Vincere
Vincere is a 2009 Italian biographical historical drama film directed by Marco Bellocchio, co-written by Bellocchio and Daniela Ceselli. Its based on the life of Benito Mussolini's first wife Ida Dalser. It stars Giovanna Mezzogiorno as Dalser and Filippo Timi as Mussolini.
The film had its world premiere in the main competition of the 2009 Cannes Film Festival on 19 May, where it was nominated for the Palme d'Or. It was theatrically released in Italy on 20 May 2009 by 01 Distribution.
Plot
The film opens in 1907, with Ida Dalser watching a speech by the young journalist and socialist Benito Mussolini. She immediately falls in love with him and they begin a torrid affair. Mussolini initially opposes Italian involvement in the European Great War, but then reverses his position. This leads to his expulsion from the Italian Socialist Party, and he develops a new political philosophy, which will become Italian fascism. He decides to start a newspaper to expound his views, and Dalser sells all her belongings to finance it. They have a son, Benito, then Mussolini goes to war, and Dalser does not hear from him for a long time. When she does, he is in hospital recovering from wounds, but when she goes to visit him, she finds that he has a new wife and a daughter. Dalser insists that he is legally married to her, but he denies it.From then on, Mussolini appears in the film only in newsreels, reflecting the fact that Dalser never sees him in person again. By the early 1920s, he is Italy's leader, and in the process of concluding a concordat with the Vatican. Dalser intensifies her campaign to prove that she is Mussolini's wife and that her son, Benito Albino, is legitimate. She finds that all the might of the fascist state is turned against her. She is committed to an asylum, and when she continues to protest from there by writing to the newspapers, and even to the Pope, Benito Albino is committed to a different asylum.
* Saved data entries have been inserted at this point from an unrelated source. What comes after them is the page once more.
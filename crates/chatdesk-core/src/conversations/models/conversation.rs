use chrono::Utc;
use serde::{Deserialize, Serialize};

use super::message::{Message, MessageSettings, ModelRef};
use crate::entities::{EntityId, FolderItem, FolderPath, LoadStatus, PublicationInfo};
use crate::repositories::StoredEntity;

fn default_temperature() -> f32 {
    1.0
}

/// Cursor over the user messages of a conversation being re-sent.
#[derive(Debug, Clone, Default, PartialEq, Serialize, Deserialize)]
#[serde(rename_all = "camelCase")]
pub struct ReplayState {
    pub replay_user_messages_stack: Vec<Message>,
    pub active_replay_index: usize,
    #[serde(default)]
    pub is_error: bool,
    /// Reuse each message's recorded model/settings instead of the current ones.
    #[serde(default)]
    pub replay_as_is: bool,
    /// Current step finished; waiting for peers before advancing.
    #[serde(skip)]
    pub awaiting_next: bool,
}

impl ReplayState {
    pub fn new(stack: Vec<Message>, replay_as_is: bool) -> Self {
        Self {
            replay_user_messages_stack: stack,
            active_replay_index: 0,
            is_error: false,
            replay_as_is,
            awaiting_next: false,
        }
    }

    pub fn current(&self) -> Option<&Message> {
        self.replay_user_messages_stack.get(self.active_replay_index)
    }

    pub fn is_finished(&self) -> bool {
        self.active_replay_index >= self.replay_user_messages_stack.len()
    }
}

/// Cursor over a recorded message sequence presented without calling the backend.
#[derive(Debug, Clone, Default, PartialEq, Serialize, Deserialize)]
#[serde(rename_all = "camelCase")]
pub struct PlaybackState {
    pub messages_stack: Vec<Message>,
    pub active_playback_index: usize,
}

impl PlaybackState {
    pub fn new(messages_stack: Vec<Message>) -> Self {
        Self {
            messages_stack,
            active_playback_index: 0,
        }
    }

    pub fn is_finished(&self) -> bool {
        self.active_playback_index >= self.messages_stack.len()
    }
}

/// Replay and playback are mutually exclusive, so they share one slot.
#[derive(Debug, Clone, Default, PartialEq, Serialize, Deserialize)]
#[serde(tag = "type", content = "state", rename_all = "camelCase")]
pub enum ConversationMode {
    #[default]
    Normal,
    Replay(ReplayState),
    Playback(PlaybackState),
}

#[derive(Debug, Clone, PartialEq, Serialize, Deserialize)]
#[serde(rename_all = "camelCase")]
pub struct Conversation {
    pub id: EntityId,
    pub name: String,
    pub model: ModelRef,
    #[serde(default)]
    pub prompt: String,
    #[serde(default = "default_temperature")]
    pub temperature: f32,
    #[serde(default)]
    pub selected_addons: Vec<String>,
    #[serde(default, skip_serializing_if = "Option::is_none")]
    pub assistant_model_id: Option<String>,
    #[serde(default)]
    pub messages: Vec<Message>,
    #[serde(default)]
    pub last_activity_date: i64,
    #[serde(skip)]
    pub is_message_streaming: bool,
    #[serde(skip)]
    pub status: LoadStatus,
    #[serde(default)]
    pub mode: ConversationMode,
    #[serde(default, skip_serializing_if = "Option::is_none")]
    pub publication_info: Option<PublicationInfo>,
    #[serde(default, skip_serializing)]
    pub is_shared: bool,
    #[serde(default, skip_serializing)]
    pub shared_with_me: bool,
    #[serde(default, skip_serializing)]
    pub is_published: bool,
}

impl Conversation {
    pub fn new(id: EntityId, model: ModelRef, temperature: f32) -> Self {
        Self {
            name: id.name().to_string(),
            id,
            model,
            prompt: String::new(),
            temperature,
            selected_addons: Vec::new(),
            assistant_model_id: None,
            messages: Vec::new(),
            last_activity_date: Utc::now().timestamp_millis(),
            is_message_streaming: false,
            status: LoadStatus::Loaded,
            mode: ConversationMode::Normal,
            publication_info: None,
            is_shared: false,
            shared_with_me: false,
            is_published: false,
        }
    }

    /// Header-only conversation built from a listing entry; the body is fetched on selection.
    pub fn from_listing(id: EntityId, updated_at: Option<i64>) -> Self {
        Self {
            last_activity_date: updated_at.unwrap_or_default(),
            status: LoadStatus::NotLoaded,
            ..Self::new(id, ModelRef::new(""), default_temperature())
        }
    }

    pub fn folder_id(&self) -> &FolderPath {
        self.id.folder()
    }

    pub fn is_loaded(&self) -> bool {
        self.status == LoadStatus::Loaded
    }

    pub fn has_form_content(&self) -> bool {
        self.messages.iter().any(Message::has_form_content)
    }

    pub fn settings(&self) -> MessageSettings {
        MessageSettings {
            model_id: self.model.id.clone(),
            prompt: self.prompt.clone(),
            temperature: self.temperature,
            selected_addons: self.selected_addons.clone(),
            assistant_model_id: self.assistant_model_id.clone(),
        }
    }

    pub fn apply_settings(&mut self, settings: &MessageSettings) {
        self.model = ModelRef::new(settings.model_id.clone());
        self.prompt = settings.prompt.clone();
        self.temperature = settings.temperature;
        self.selected_addons = settings.selected_addons.clone();
        self.assistant_model_id = settings.assistant_model_id.clone();
    }

    pub fn replay(&self) -> Option<&ReplayState> {
        match &self.mode {
            ConversationMode::Replay(replay) => Some(replay),
            _ => None,
        }
    }

    pub fn replay_mut(&mut self) -> Option<&mut ReplayState> {
        match &mut self.mode {
            ConversationMode::Replay(replay) => Some(replay),
            _ => None,
        }
    }

    pub fn playback(&self) -> Option<&PlaybackState> {
        match &self.mode {
            ConversationMode::Playback(playback) => Some(playback),
            _ => None,
        }
    }

    pub fn playback_mut(&mut self) -> Option<&mut PlaybackState> {
        match &mut self.mode {
            ConversationMode::Playback(playback) => Some(playback),
            _ => None,
        }
    }

    pub fn is_replay(&self) -> bool {
        self.replay().is_some()
    }

    pub fn is_playback(&self) -> bool {
        self.playback().is_some()
    }

    pub fn touch(&mut self) {
        self.last_activity_date = Utc::now().timestamp_millis();
    }
}

impl FolderItem for Conversation {
    fn entity_id(&self) -> &EntityId {
        &self.id
    }

    fn set_entity_id(&mut self, id: EntityId) {
        self.name = id.name().to_string();
        self.id = id;
    }
}

impl StoredEntity for Conversation {
    fn from_listing(id: EntityId, updated_at: Option<i64>) -> Self {
        Conversation::from_listing(id, updated_at)
    }
}

/// Partial conversation update. `None` leaves the field untouched.
#[derive(Debug, Clone, Default, PartialEq)]
pub struct ConversationPatch {
    pub id: Option<EntityId>,
    pub name: Option<String>,
    pub folder: Option<FolderPath>,
    pub model: Option<ModelRef>,
    pub prompt: Option<String>,
    pub temperature: Option<f32>,
    pub selected_addons: Option<Vec<String>>,
    pub assistant_model_id: Option<Option<String>>,
    pub messages: Option<Vec<Message>>,
    pub is_message_streaming: Option<bool>,
    pub mode: Option<ConversationMode>,
    pub status: Option<LoadStatus>,
    pub is_shared: Option<bool>,
    pub publication_info: Option<Option<PublicationInfo>>,
}

impl ConversationPatch {
    pub fn name(name: impl Into<String>) -> Self {
        Self {
            name: Some(name.into()),
            ..Self::default()
        }
    }

    pub fn folder(folder: FolderPath) -> Self {
        Self {
            folder: Some(folder),
            ..Self::default()
        }
    }

    pub fn messages(messages: Vec<Message>) -> Self {
        Self {
            messages: Some(messages),
            ..Self::default()
        }
    }

    pub fn settings(settings: &MessageSettings) -> Self {
        Self {
            model: Some(ModelRef::new(settings.model_id.clone())),
            prompt: Some(settings.prompt.clone()),
            temperature: Some(settings.temperature),
            selected_addons: Some(settings.selected_addons.clone()),
            assistant_model_id: Some(settings.assistant_model_id.clone()),
            ..Self::default()
        }
    }

    /// Whether the patch changes anything the id is derived from.
    pub fn affects_identity(&self) -> bool {
        self.name.is_some() || self.folder.is_some()
    }

    /// Merge into `conversation`. Name and folder are applied through `id`;
    /// callers derive the new id before patching.
    pub fn apply(&self, conversation: &mut Conversation) {
        if let Some(id) = &self.id {
            conversation.set_entity_id(id.clone());
        } else if let Some(name) = &self.name {
            conversation.name = name.clone();
        }
        if let Some(model) = &self.model {
            conversation.model = model.clone();
        }
        if let Some(prompt) = &self.prompt {
            conversation.prompt = prompt.clone();
        }
        if let Some(temperature) = self.temperature {
            conversation.temperature = temperature;
        }
        if let Some(addons) = &self.selected_addons {
            conversation.selected_addons = addons.clone();
        }
        if let Some(assistant) = &self.assistant_model_id {
            conversation.assistant_model_id = assistant.clone();
        }
        if let Some(messages) = &self.messages {
            conversation.messages = messages.clone();
        }
        if let Some(streaming) = self.is_message_streaming {
            conversation.is_message_streaming = streaming;
        }
        if let Some(mode) = &self.mode {
            conversation.mode = mode.clone();
        }
        if let Some(status) = self.status {
            conversation.status = status;
        }
        if let Some(shared) = self.is_shared {
            conversation.is_shared = shared;
        }
        if let Some(info) = &self.publication_info {
            conversation.publication_info = info.clone();
        }
    }
}
use tokio_util::sync::CancellationToken;
use tracing::{debug, info};

use super::conversation_controller::load_body;
use crate::app::{AppState, EpicContext};
use crate::conversations::ConversationAction;
use crate::conversations::models::{
    Conversation, ConversationMode, ConversationPatch, Message, PlaybackState, ReplayState,
};
use crate::entities::naming::{PLAYBACK_NAME_PREFIX, REPLAY_NAME_PREFIX, unique_name};
use crate::entities::{ApiKind, EntityId, FolderPath};
use crate::prompts::template::has_unresolved_variables;

enum ReplayStep {
    End,
    NeedsVariables,
    Send {
        message: Message,
        index: usize,
        delete_count: usize,
        replay_as_is: bool,
        scope_cancelled: bool,
    },
}

/// Load the sources, then build unsaved copies named `<prefix> <name>` with `mode` derived
/// from each source. Returns nothing when no source could be loaded.
async fn load_copies(
    ctx: &EpicContext,
    ids: &[EntityId],
    prefix: &str,
    mode: impl Fn(&Conversation) -> (ConversationMode, Option<Message>),
) -> Vec<Conversation> {
    let mut sources = Vec::with_capacity(ids.len());
    for id in ids {
        match load_body(ctx, id).await {
            Ok(source) => sources.push(source),
            Err(e) => ctx.report(&e, &format!("Failed to load conversation {}.", id.name())),
        }
    }

    ctx.read(|s: &AppState| {
        let local_root = FolderPath::local_root(ApiKind::Conversations);
        let mut taken = s.conversations.names_in_folder(&s.conversations.root_folder());
        taken.extend(s.conversations.names_in_folder(&local_root));

        sources
            .iter()
            .map(|source| {
                let name = unique_name(
                    &format!("{prefix} {}", source.name),
                    taken.iter().map(String::as_str),
                );
                taken.push(name.clone());

                let mut copy = Conversation::new(
                    EntityId::new(local_root.clone(), name),
                    source.model.clone(),
                    source.temperature,
                );
                copy.apply_settings(&source.settings());
                let (mode, first) = mode(source);
                if let Some(settings) = first.as_ref().and_then(|m| m.settings.as_ref()) {
                    copy.apply_settings(settings);
                }
                copy.mode = mode;
                copy
            })
            .collect()
    })
}

/// Copy each conversation and resend its user messages one at a time.
pub fn start_replay(ctx: &EpicContext, ids: &[EntityId], replay_as_is: bool) {
    let ids = ids.to_vec();
    let task_ctx = ctx.clone();
    ctx.spawn(async move {
        let ctx = task_ctx;
        let copies = load_copies(&ctx, &ids, REPLAY_NAME_PREFIX, |source| {
            let stack: Vec<Message> = source
                .messages
                .iter()
                .filter(|m| m.is_user())
                .cloned()
                .collect();
            let first = replay_as_is.then(|| stack.first().cloned()).flatten();
            (
                ConversationMode::Replay(ReplayState::new(stack, replay_as_is)),
                first,
            )
        })
        .await;
        if copies.is_empty() {
            return;
        }

        info!(count = copies.len(), replay_as_is, "Starting replay");
        let copy_ids: Vec<EntityId> = copies.iter().map(|c| c.id.clone()).collect();
        ctx.dispatch(ConversationAction::AddConversations {
            conversations: copies,
            select: true,
        });
        ctx.dispatch(ConversationAction::CreateAbortController(
            CancellationToken::new(),
        ));
        for id in copy_ids {
            ctx.dispatch(ConversationAction::ReplayConversation {
                id,
                is_restart: false,
            });
        }
    });
}

/// Send the message under the replay cursor, or finish the replay.
pub fn replay_step(ctx: &EpicContext, id: &EntityId, is_restart: bool) {
    let step = ctx.read(|s| {
        let conversation = s.conversations.conversation(id)?;
        let replay = conversation.replay()?;
        if replay.is_finished() {
            return Some(ReplayStep::End);
        }
        let message = replay.current()?.clone();
        if has_unresolved_variables(&message.content) {
            return Some(ReplayStep::NeedsVariables);
        }
        let delete_count = if is_restart
            && conversation
                .messages
                .last()
                .is_some_and(Message::is_assistant)
        {
            2
        } else {
            0
        };
        Some(ReplayStep::Send {
            message,
            index: replay.active_replay_index,
            delete_count,
            replay_as_is: replay.replay_as_is,
            scope_cancelled: s.conversations.abort_scope.is_cancelled(),
        })
    });

    match step {
        None => {}
        Some(ReplayStep::End) => {
            info!(id = %id.encode(), "Replay finished");
            ctx.dispatch(ConversationAction::EndReplayConversation { id: id.clone() });
        }
        Some(ReplayStep::NeedsVariables) => {
            debug!(id = %id.encode(), "Replay waits for template variables");
            ctx.dispatch(ConversationAction::ReplayRequiresVariables { id: id.clone() });
        }
        Some(ReplayStep::Send {
            mut message,
            index,
            delete_count,
            replay_as_is,
            scope_cancelled,
        }) => {
            if scope_cancelled {
                ctx.dispatch(ConversationAction::CreateAbortController(
                    CancellationToken::new(),
                ));
            }
            match (replay_as_is, message.settings.take()) {
                (true, Some(settings)) => {
                    ctx.dispatch(ConversationAction::UpdateConversationSuccess {
                        id: id.clone(),
                        conversation: ConversationPatch::settings(&settings),
                    });
                    message.settings = Some(settings);
                }
                _ => message.settings = None,
            }
            ctx.dispatch(ConversationAction::SendMessage {
                id: id.clone(),
                message,
                delete_count,
                active_replay_index: Some(index),
            });
        }
    }
}

/// Called after a step finished: once nothing streams and the replay is not
/// paused, every conversation waiting for its next step advances together.
pub fn advance_replays(ctx: &EpicContext) {
    let ready: Vec<EntityId> = ctx.read(|s| {
        let conversations = &s.conversations;
        if conversations.is_replay_paused || conversations.is_any_streaming() {
            return Vec::new();
        }
        conversations
            .conversations
            .iter()
            .filter(|c| c.replay().is_some_and(|r| r.awaiting_next))
            .map(|c| c.id.clone())
            .collect()
    });
    if ready.is_empty() {
        return;
    }

    ctx.dispatch(ConversationAction::CreateAbortController(
        CancellationToken::new(),
    ));
    for id in ready {
        ctx.dispatch(ConversationAction::ReplayConversation {
            id,
            is_restart: false,
        });
    }
}

/// Cancel whatever the current session is running: streams or a pending playback step.
pub fn abort_session(ctx: &EpicContext) {
    ctx.read(|s| s.conversations.abort_scope.clone()).cancel();
}

/// Copy each conversation for step-by-step presentation of its recorded messages.
pub fn start_playback(ctx: &EpicContext, ids: &[EntityId]) {
    let ids = ids.to_vec();
    let task_ctx = ctx.clone();
    ctx.spawn(async move {
        let ctx = task_ctx;
        let copies = load_copies(&ctx, &ids, PLAYBACK_NAME_PREFIX, |source| {
            (
                ConversationMode::Playback(PlaybackState::new(source.messages.clone())),
                source.messages.first().cloned(),
            )
        })
        .await;
        if copies.is_empty() {
            return;
        }

        info!(count = copies.len(), "Starting playback");
        ctx.dispatch(ConversationAction::AddConversations {
            conversations: copies,
            select: true,
        });
    });
}

/// The reducer pushed the next recorded pair; reveal the answer after the step delay.
pub fn playback_next(ctx: &EpicContext) {
    let pending: Vec<EntityId> = ctx.read(|s| {
        s.conversations
            .selected_conversations()
            .into_iter()
            .filter(|c| c.is_playback() && c.is_message_streaming)
            .map(|c| c.id.clone())
            .collect()
    });
    if pending.is_empty() {
        return;
    }

    let token = CancellationToken::new();
    ctx.dispatch(ConversationAction::CreateAbortController(token.clone()));
    let delay = ctx.config().playback_step_delay();
    let task_ctx = ctx.clone();
    ctx.spawn(async move {
        let ctx = task_ctx;
        tokio::select! {
            _ = token.cancelled() => debug!("Playback step cancelled"),
            _ = tokio::time::sleep(delay) => {
                for id in pending {
                    ctx.dispatch(ConversationAction::PlaybackNextMessageEnd { id });
                }
            }
        }
    });
}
Dalser descends gradually into madness. Although the film ends with a caption listing the official cause for their deaths, the film's last scenes hint at the possibility that one or both of them were murdered.
Cast
- Giovanna Mezzogiorno as Ida Dalser
- Filippo Timi as both Benito Mussolini and Benito Albino Mussolini
- Michela Cescon as Rachele Guidi
- Fausto Russo Alesi as Riccardo Paicher
- Pier Giorgio Bellocchio as Pietro Fedele
- Corrado Invernizzi as Dottor Cappelletti
- Nataliya Kozhenova as Suora
Reception
Vincere was well received by French critics during the 2009 Cannes Film Festival, and was considered to be a possible Palme d'Or contender, along with Un Prophète from Jacques Audiard and The White Ribbon from Michael Haneke.
In the Los Angeles Times, critic Saul Austerlitz wrote:"Vincere is a melodrama with pretensions to the operatic, but it is also, like all of Bellocchio’s work, a study in human frailty and grace -- a black canvas studded with shafts of brilliant light."